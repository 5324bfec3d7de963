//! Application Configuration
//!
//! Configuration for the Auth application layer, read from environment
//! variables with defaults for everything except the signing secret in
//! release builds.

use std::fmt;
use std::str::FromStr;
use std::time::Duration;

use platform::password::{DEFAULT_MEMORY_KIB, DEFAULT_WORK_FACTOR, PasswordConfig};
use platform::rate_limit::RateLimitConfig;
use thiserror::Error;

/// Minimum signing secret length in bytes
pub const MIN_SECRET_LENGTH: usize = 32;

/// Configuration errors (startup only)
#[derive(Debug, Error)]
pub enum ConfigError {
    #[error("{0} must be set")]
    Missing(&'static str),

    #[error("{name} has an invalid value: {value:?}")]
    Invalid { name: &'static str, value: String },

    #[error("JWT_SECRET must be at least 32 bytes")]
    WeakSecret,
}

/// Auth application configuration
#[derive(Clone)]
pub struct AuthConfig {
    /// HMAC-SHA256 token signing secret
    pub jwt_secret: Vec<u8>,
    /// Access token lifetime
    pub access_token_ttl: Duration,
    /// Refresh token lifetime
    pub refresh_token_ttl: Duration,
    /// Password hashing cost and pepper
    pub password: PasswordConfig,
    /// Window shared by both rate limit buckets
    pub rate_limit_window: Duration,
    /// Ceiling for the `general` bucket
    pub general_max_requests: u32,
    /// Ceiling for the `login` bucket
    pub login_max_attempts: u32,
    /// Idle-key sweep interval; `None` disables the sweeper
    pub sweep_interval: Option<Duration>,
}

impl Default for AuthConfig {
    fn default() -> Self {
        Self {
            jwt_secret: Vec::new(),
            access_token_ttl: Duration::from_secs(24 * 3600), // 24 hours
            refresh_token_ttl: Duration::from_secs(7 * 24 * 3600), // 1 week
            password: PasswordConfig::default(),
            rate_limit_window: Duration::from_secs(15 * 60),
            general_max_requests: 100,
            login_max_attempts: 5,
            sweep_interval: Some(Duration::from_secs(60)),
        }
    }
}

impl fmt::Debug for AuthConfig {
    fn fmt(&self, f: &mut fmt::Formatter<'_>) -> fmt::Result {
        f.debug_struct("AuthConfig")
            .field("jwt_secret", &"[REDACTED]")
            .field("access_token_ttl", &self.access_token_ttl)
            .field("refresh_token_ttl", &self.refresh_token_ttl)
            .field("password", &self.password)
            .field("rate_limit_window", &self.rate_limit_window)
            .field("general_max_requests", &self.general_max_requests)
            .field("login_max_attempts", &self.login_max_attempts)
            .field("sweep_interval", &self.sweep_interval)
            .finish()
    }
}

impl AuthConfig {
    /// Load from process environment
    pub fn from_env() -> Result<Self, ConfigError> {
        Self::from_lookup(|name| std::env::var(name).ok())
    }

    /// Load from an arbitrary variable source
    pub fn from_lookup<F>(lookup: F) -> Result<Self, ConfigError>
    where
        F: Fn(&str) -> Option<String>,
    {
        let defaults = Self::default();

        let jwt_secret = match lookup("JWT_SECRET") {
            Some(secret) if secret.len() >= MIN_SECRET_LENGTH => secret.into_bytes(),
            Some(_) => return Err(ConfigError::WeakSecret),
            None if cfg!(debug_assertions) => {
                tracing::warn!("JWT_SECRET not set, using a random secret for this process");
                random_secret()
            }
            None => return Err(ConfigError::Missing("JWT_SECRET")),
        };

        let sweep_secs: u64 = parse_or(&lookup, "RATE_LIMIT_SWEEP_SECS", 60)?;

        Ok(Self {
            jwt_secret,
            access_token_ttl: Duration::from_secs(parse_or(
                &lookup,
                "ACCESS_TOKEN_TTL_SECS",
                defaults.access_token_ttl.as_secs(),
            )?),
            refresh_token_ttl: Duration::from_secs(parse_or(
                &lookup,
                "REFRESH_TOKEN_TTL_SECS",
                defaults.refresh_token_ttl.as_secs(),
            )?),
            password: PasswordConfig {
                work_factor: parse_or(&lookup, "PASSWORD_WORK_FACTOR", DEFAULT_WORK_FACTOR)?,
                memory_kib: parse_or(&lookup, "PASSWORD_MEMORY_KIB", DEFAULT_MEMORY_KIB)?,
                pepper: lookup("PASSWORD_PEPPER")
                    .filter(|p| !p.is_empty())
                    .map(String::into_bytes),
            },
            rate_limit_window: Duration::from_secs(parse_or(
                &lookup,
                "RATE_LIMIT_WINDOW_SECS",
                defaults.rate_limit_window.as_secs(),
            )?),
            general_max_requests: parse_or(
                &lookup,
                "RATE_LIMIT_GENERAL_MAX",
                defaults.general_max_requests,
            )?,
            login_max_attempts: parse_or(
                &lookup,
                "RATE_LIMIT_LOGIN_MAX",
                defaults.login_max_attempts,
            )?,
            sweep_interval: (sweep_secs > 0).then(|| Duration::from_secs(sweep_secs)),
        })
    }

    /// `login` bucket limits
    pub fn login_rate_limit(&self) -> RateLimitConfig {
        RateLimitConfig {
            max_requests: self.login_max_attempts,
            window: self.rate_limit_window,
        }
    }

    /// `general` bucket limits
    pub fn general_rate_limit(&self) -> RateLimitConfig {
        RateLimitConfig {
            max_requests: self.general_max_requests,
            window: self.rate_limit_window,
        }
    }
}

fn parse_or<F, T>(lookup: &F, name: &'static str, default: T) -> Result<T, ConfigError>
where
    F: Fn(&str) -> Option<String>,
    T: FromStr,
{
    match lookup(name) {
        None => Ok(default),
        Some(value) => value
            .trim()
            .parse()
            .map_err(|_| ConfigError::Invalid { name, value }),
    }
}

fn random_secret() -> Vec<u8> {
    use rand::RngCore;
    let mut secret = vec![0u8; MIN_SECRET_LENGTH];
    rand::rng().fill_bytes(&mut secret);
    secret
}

........

- WHAT IS EXPECTED
Write out every record shown above, word for word.

- ANSWER BELOW
repository 5324bfec3d7de963
//! Application Configuration
//!
//! Configuration for the Auth application layer, read from environment
//! variables with defaults for everything except the signing secret in
//! release builds.

use std::fmt;
use std::str::FromStr;
use std::time::Duration;

use platform::password::{DEFAULT_MEMORY_KIB, DEFAULT_WORK_FACTOR, PasswordConfig};
use platform::rate_limit::RateLimitConfig;
use thiserror::Error;

/// Minimum signing secret length in bytes
pub const MIN_SECRET_LENGTH: usize = 32;

/// Configuration errors (startup only)
#[derive(Debug, Error)]
pub enum ConfigError {
    #[error("{0} must be set")]
    Missing(&'static str),

    #[error("{name} has an invalid value: {value:?}")]
    Invalid { name: &'static str, value: String },

    #[error("JWT_SECRET must be at least 32 bytes")]
    WeakSecret,
}

/// Auth application configuration
#[derive(Clone)]
pub struct AuthConfig {
    /// HMAC-SHA256 token signing secret
    pub jwt_secret: Vec<u8>,
    /// Access token lifetime
    pub access_token_ttl: Duration,
    /// Refresh token lifetime
    pub refresh_token_ttl: Duration,
    /// Password hashing cost and pepper
    pub password: PasswordConfig,
    /// Window shared by both rate limit buckets
    pub rate_limit_window: Duration,
    /// Ceiling for the `general` bucket
    pub general_max_requests: u32,
    /// Ceiling for the `login` bucket
    pub login_max_attempts: u32,
    /// Idle-key sweep interval; `None` disables the sweeper
    pub sweep_interval: Option<Duration>,
}

impl Default for AuthConfig {
    fn default() -> Self {
        Self {
            jwt_secret: Vec::new(),
            access_token_ttl: Duration::from_secs(24 * 3600), // 24 hours
            refresh_token_ttl: Duration::from_secs(7 * 24 * 3600), // 1 week
            password: PasswordConfig::default(),
            rate_limit_window: Duration::from_secs(15 * 60),
            general_max_requests: 100,
            login_max_attempts: 5,
            sweep_interval: Some(Duration::from_secs(60)),
        }
    }
}

impl fmt::Debug for AuthConfig {
    fn fmt(&self, f: &mut fmt::Formatter<'_>) -> fmt::Result {
        f.debug_struct("AuthConfig")
            .field("jwt_secret", &"[REDACTED]")
            .field("access_token_ttl", &self.access_token_ttl)
            .field("refresh_token_ttl", &self.refresh_token_ttl)
            .field("password", &self.password)
            .field("rate_limit_window", &self.rate_limit_window)
            .field("general_max_requests", &self.general_max_requests)
            .field("login_max_attempts", &self.login_max_attempts)
            .field("sweep_interval", &self.sweep_interval)
            .finish()
    }
}

impl AuthConfig {
    /// Load from process environment
    pub fn from_env() -> Result<Self, ConfigError> {
        Self::from_lookup(|name| std::env::var(name).ok())
    }

    /// Load from an arbitrary variable source
    pub fn from_lookup<F>(lookup: F) -> Result<Self, ConfigError>
    where
        F: Fn(&str) -> Option<String>,
    {
        let defaults = Self::default();

        let jwt_secret = match lookup("JWT_SECRET") {
            Some(secret) if secret.len() >= MIN_SECRET_LENGTH => secret.into_bytes(),
            Some(_) => return Err(ConfigError::WeakSecret),
            None if cfg!(debug_assertions) => {
                tracing::warn!("JWT_SECRET not set, using a random secret for this process");
                random_secret()
            }
            None => return Err(ConfigError::Missing("JWT_SECRET")),
        };

        let sweep_secs: u64 = parse_or(&lookup, "RATE_LIMIT_SWEEP_SECS", 60)?;

        Ok(Self {
            jwt_secret,
            access_token_ttl: Duration::from_secs(parse_or(
                &lookup,
                "ACCESS_TOKEN_TTL_SECS",
                defaults.access_token_ttl.as_secs(),
            )?),
            refresh_token_ttl: Duration::from_secs(parse_or(
                &lookup,
                "REFRESH_TOKEN_TTL_SECS",
                defaults.refresh_token_ttl.as_secs(),
            )?),
            password: PasswordConfig {
                work_factor: parse_or(&lookup, "PASSWORD_WORK_FACTOR", DEFAULT_WORK_FACTOR)?,
                memory_kib: parse_or(&lookup, "PASSWORD_MEMORY_KIB", DEFAULT_MEMORY_KIB)?,
                pepper: lookup("PASSWORD_PEPPER")
                    .filter(|p| !p.is_empty())
                    .map(String::into_bytes),
            },
            rate_limit_window: Duration::from_secs(parse_or(
                &lookup,
                "RATE_LIMIT_WINDOW_SECS",
                defaults.rate_limit_window.as_secs(),
            )?),
            general_max_requests: parse_or(
                &lookup,
                "RATE_LIMIT_GENERAL_MAX",
                defaults.general_max_requests,
            )?,
            login_max_attempts: parse_or(
                &lookup,
                "RATE_LIMIT_LOGIN_MAX",
                defaults.login_max_attempts,
            )?,
            sweep_interval: (sweep_secs > 0).then(|| Duration::from_secs(sweep_secs)),
        })
    }

    /// `login` bucket limits
    pub fn login_rate_limit(&self) -> RateLimitConfig {
        RateLimitConfig {
            max_requests: self.login_max_attempts,
            window: self.rate_limit_window,
        }
    }

    /// `general` bucket limits
    pub fn general_rate_limit(&self) -> RateLimitConfig {
        RateLimitConfig {
            max_requests: self.general_max_requests,
            window: self.rate_limit_window,
        }
    }
}

fn parse_or<F, T>(lookup: &F, name: &'static str, default: T) -> Result<T, ConfigError>
where
    F: Fn(&str) -> Option<String>,
    T: FromStr,
{
    match lookup(name) {
        None => Ok(default),
        Some(value) => value
            .trim()
            .parse()
            .map_err(|_| ConfigError::Invalid { name, value }),
    }
}

fn random_secret() -> Vec<u8> {
    use rand::RngCore;
    let mut secret = vec![0u8; MIN_SECRET_LENGTH];
    rand::rng().fill_bytes(&mut secret);
    secret
}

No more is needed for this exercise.